During last week’s gubernatorial debate in Duluth, Governor Dayton referred to the Iron Range has having been victimized by “hucksters” with hare-brained economic development schemes to try to compensate for the crash of the mining industry.

Yesterday on their show blog, Jack and Ben (who, notwithstanding working for the lesser talk station, have been on fire this past week or so) discovered something important; exactly who one of the key “hucksters” was:

The smoking gun is a January 1986 document titled “Housing and Community Development Briefs” authored by the Minnesota Department of Energy and Economic Development and several other organizations. According to the document: “The Department of Energy and Economic Development recently approved [a direct, fixed-interest rate, fixed asset new/expanding business loan].” The publication then lists several businesses that were recipients of the loans, including Lakewood Industries [the company that built the chopstick factory]. It states, “Lakewood Industries, a startup company expected to create 76 jobs in the next two years, received final approval for a $250,000 loan.”

Now, Dayton was Minnesota Department of Energy and Economic Development commissioner from 1978-79, and again from 1983-86.  In other words, his fingerprints are all over the infamous Chopstick Factory. 

Now, $250,000 might not seem like all that much compared to the $5 million in total financing, including $3 million from the Iron Range Resources and Rehabilitation Board (IRRB).

But the story doesn’t end there (emphasis added):

So let’s look at the IRRRB. The Director of Economic Development of the IRRRB during the chopstick factory fiasco was Mark Phillips. Mark Phillips was intimately involved in the details of the chopstick project, according to a statement he provided in a Chicago Tribune article from June 5, 1998: “They [the Japanese] wanted real white wood with no stain to it. We have a good species here, real white wood that veneers well.” And a December 8, 1986 Associate Press article shows that Mark Phillips was keenly aware of the financing the IRRRB had provided to the project.

So what happened to Mark Phillips? In 2011, Mark Dayton appointed him Commissioner of the Minnesota Department of Employment and Economic Development.

Once a boondoggler, always a boondoggler; Phillips was a prominent supporter of public funding for both the Vikings stadium and the Saint Paul Saints ballpark in Saint Paul. 

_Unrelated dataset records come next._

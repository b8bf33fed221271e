//! Gate-by-gate density-matrix evolution
//!
//! For each gate of a compiled circuit the evolver
//!
//! 1. lets every idle qubit decohere for the gate's duration (amplitude
//!    damping, then dephasing when the qubit has a pure-dephasing rate),
//! 2. applies the gate together with its bit-flip error as one Kraus channel,
//! 3. latches the target of a `measure` so it receives no further idle noise.
//!
//! Idle qubits are all qubits of the register except the gate's targets and
//! the qubits already measured.

use crate::config::SimulatorConfig;
use crate::error::Result;
use log::{debug, info, warn};
use nisq_core::noise::{GateErrorChannel, IdleDecoherence, NoiseChannel};
use nisq_core::{CompiledCircuit, DeviceProfile, GateOp, QuantumError};
use nisq_state::DensityMatrix;
use std::collections::BTreeSet;
use std::time::{Duration, Instant};

/// Counters collected during one run
#[derive(Debug, Clone, Default, PartialEq)]
pub struct EvolutionStats {
    /// Gates applied so far
    pub gates_applied: usize,
    /// Gates applied together with a bit-flip error channel
    pub gate_error_channels: usize,
    /// Single-qubit idle channels applied
    pub idle_channels: usize,
    /// Measurement gates seen
    pub measurements: usize,
    /// Trace after the last step
    pub final_trace: f64,
    /// Purity after the last step
    pub final_purity: f64,
    /// Wall time spent in [`NoisyEvolver::run`]
    pub evolution_time: Duration,
}

/// Check that `circuit` can run on `device`
///
/// # Errors
/// - [`QuantumError::InvalidCircuit`] if the circuit uses more qubits than
///   the device has
/// - [`QuantumError::InvalidQubit`] for an out-of-range gate target
/// - [`QuantumError::UnknownGate`] for a gate the device doesn't offer
pub fn validate_circuit(device: &DeviceProfile, circuit: &CompiledCircuit) -> Result<()> {
    if circuit.num_qubits() > device.num_qubits() {
        return Err(QuantumError::InvalidCircuit(format!(
            "circuit uses {} qubits, device has {}",
            circuit.num_qubits(),
            device.num_qubits()
        ))
        .into());
    }
    circuit.validate()?;
    for op in circuit.gates() {
        device.gate_spec(op.kind())?;
    }
    Ok(())
}

/// Steps a density matrix through a compiled circuit
///
/// # Example
/// ```
/// use nisq_core::{CompiledCircuit, DeviceProfile, GateKind, QubitLayout};
/// use nisq_sim::{NoisyEvolver, SimulatorConfig};
///
/// let device = DeviceProfile::ideal(2).unwrap();
/// let mut circuit = CompiledCircuit::new(2, QubitLayout::identity(2)).unwrap();
/// circuit.push(GateKind::X, &[1]).unwrap();
/// let config = SimulatorConfig::default();
///
/// let mut evolver = NoisyEvolver::new(&device, &circuit, &config).unwrap();
/// while evolver.step().unwrap() {}
/// assert!((evolver.state().get(1, 1).re - 1.0).abs() < 1e-12);
/// ```
pub struct NoisyEvolver<'a> {
    device: &'a DeviceProfile,
    circuit: &'a CompiledCircuit,
    config: &'a SimulatorConfig,
    state: DensityMatrix,
    measured: BTreeSet<usize>,
    next_gate: usize,
    stats: EvolutionStats,
}

impl<'a> NoisyEvolver<'a> {
    /// Validate the run and prepare |0…0⟩⟨0…0|
    pub fn new(
        device: &'a DeviceProfile,
        circuit: &'a CompiledCircuit,
        config: &'a SimulatorConfig,
    ) -> Result<Self> {
        config.validate()?;
        validate_circuit(device, circuit)?;

        let state = DensityMatrix::new(circuit.num_qubits())?
            .with_parallel_threshold(config.parallel_threshold);
        let stats = EvolutionStats {
            final_trace: state.trace(),
            final_purity: 1.0,
            ..Default::default()
        };

        Ok(Self {
            device,
            circuit,
            config,
            state,
            measured: BTreeSet::new(),
            next_gate: 0,
            stats,
        })
    }

    /// Apply the next gate
    ///
    /// Returns `Ok(false)` once every gate has been applied. Callers that
    /// need to abort a long run simply stop stepping.
    pub fn step(&mut self) -> Result<bool> {
        let circuit = self.circuit;
        let Some(op) = circuit.gates().get(self.next_gate) else {
            return Ok(false);
        };

        self.apply_gate(op)?;
        self.next_gate += 1;
        self.stats.gates_applied += 1;
        self.stats.final_trace = self.state.trace();

        debug!(
            "step {}/{}: {:?} (trace {:.12})",
            self.next_gate,
            circuit.len(),
            op,
            self.stats.final_trace
        );
        if (self.stats.final_trace - 1.0).abs() > self.config.trace_tolerance {
            warn!(
                "trace drifted to {:.12} after {:?} (step {})",
                self.stats.final_trace, op, self.next_gate
            );
        }
        let interval = self.config.progress_interval;
        if interval > 0 && self.next_gate % interval == 0 {
            info!("applied {}/{} gates", self.next_gate, circuit.len());
        }

        Ok(true)
    }

    /// Apply every remaining gate
    pub fn run(&mut self) -> Result<()> {
        let start = Instant::now();
        while self.step()? {}
        self.stats.final_purity = self.state.purity();
        self.stats.evolution_time += start.elapsed();
        Ok(())
    }

    fn apply_gate(&mut self, op: &GateOp) -> Result<()> {
        let spec = *self.device.gate_spec(op.kind())?;
        let targets = op.qubit_indices();
        let strategy = self.config.lifting;

        if self.config.apply_decoherence && spec.duration > 0.0 {
            for qubit in 0..self.state.num_qubits() {
                if op.acts_on(qubit) || self.measured.contains(&qubit) {
                    continue;
                }
                let props = self
                    .device
                    .qubit(qubit)
                    .ok_or_else(|| QuantumError::invalid_qubit(qubit, self.device.num_qubits()))?;
                let idle = IdleDecoherence::new(props, spec.duration)?;
                if idle.is_trivial() {
                    continue;
                }
                for channel in idle.channels() {
                    self.state
                        .apply_kraus_channel(&channel.kraus_operators(), &[qubit], strategy)?;
                    self.stats.idle_channels += 1;
                }
            }
        }

        if self.config.apply_gate_errors && spec.error_rate > 0.0 {
            let channel = GateErrorChannel::new(op.kind(), spec.error_rate)?;
            self.state
                .apply_kraus_channel(&channel.kraus_operators(), &targets, strategy)?;
            self.stats.gate_error_channels += 1;
        } else {
            self.state
                .apply_unitary(&op.kind().matrix(), &targets, strategy)?;
        }

        if op.kind().is_measurement() {
            self.measured.insert(targets[0]);
            self.stats.measurements += 1;
        }
        Ok(())
    }

    /// Current density matrix
    pub fn state(&self) -> &DensityMatrix {
        &self.state
    }

    /// Physical qubits measured so far
    pub fn measured_qubits(&self) -> &BTreeSet<usize> {
        &self.measured
    }

    /// Index of the next gate to apply
    pub fn position(&self) -> usize {
        self.next_gate
    }

    pub fn is_finished(&self) -> bool {
        self.next_gate >= self.circuit.len()
    }

    pub fn stats(&self) -> &EvolutionStats {
        &self.stats
    }

    /// Consume the evolver, returning the final state and statistics
    pub fn finish(mut self) -> (DensityMatrix, EvolutionStats) {
        self.stats.final_purity = self.state.purity();
        (self.state, self.stats)
    }
}

impl std::fmt::Debug for NoisyEvolver<'_> {
    fn fmt(&self, f: &mut std::fmt::Formatter<'_>) -> std::fmt::Result {
        f.debug_struct("NoisyEvolver")
            .field("position", &self.next_gate)
            .field("gates", &self.circuit.len())
            .field("measured", &self.measured)
            .field("state", &self.state)
            .finish()
    }
}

As to Governor Messinger Dayton?

6 thoughts on “Meet The New Huckster, Same As The Old Huckster

  1. Speaking of hucksters. When he was the Mysterious MDE, disgraced scumbag Michael Brodkorb lied about his connections with the GOP.

    Evidently Mitch, you maintain a cordiality with that waste of flesh; can you ask him if the DFL is paying him now, or is his current scumbaggery just a symptom of the dry drunk he’s on?

    I don’t expect him to tell the truth, why start now, right? But it would be useful to get his lie into the record.

  2. At least Swiftee’s not afraid of going on record.
    “I’m glad I moved to South Carolina because McFadden doesn’t stand a chance.”
    Thomas Swift

  3. If Emery *isn’t* Kreapy Gleason, you couldn’t tell them apart when they’re wearing their soiled undapants on their heads.

  4. You would think that one of those fine up-and-coming journalists at the Minnesota Daily would have dug into this. Dayton isn’t an alumni, after all.
    Self-dealing is a part of government. The more money government spends, the more self-dealing there will be. It turns out that two dem senators, Shaheen and Hagan, voted for Obama’s stimulus and benefited personally from the tax dollars they voted to spend.
    If Obama was more willing to spread the wealth to GOP senators he might have been able call the stimulus a bi-partisan bill. What an idiot. Obama is simply a poor politician.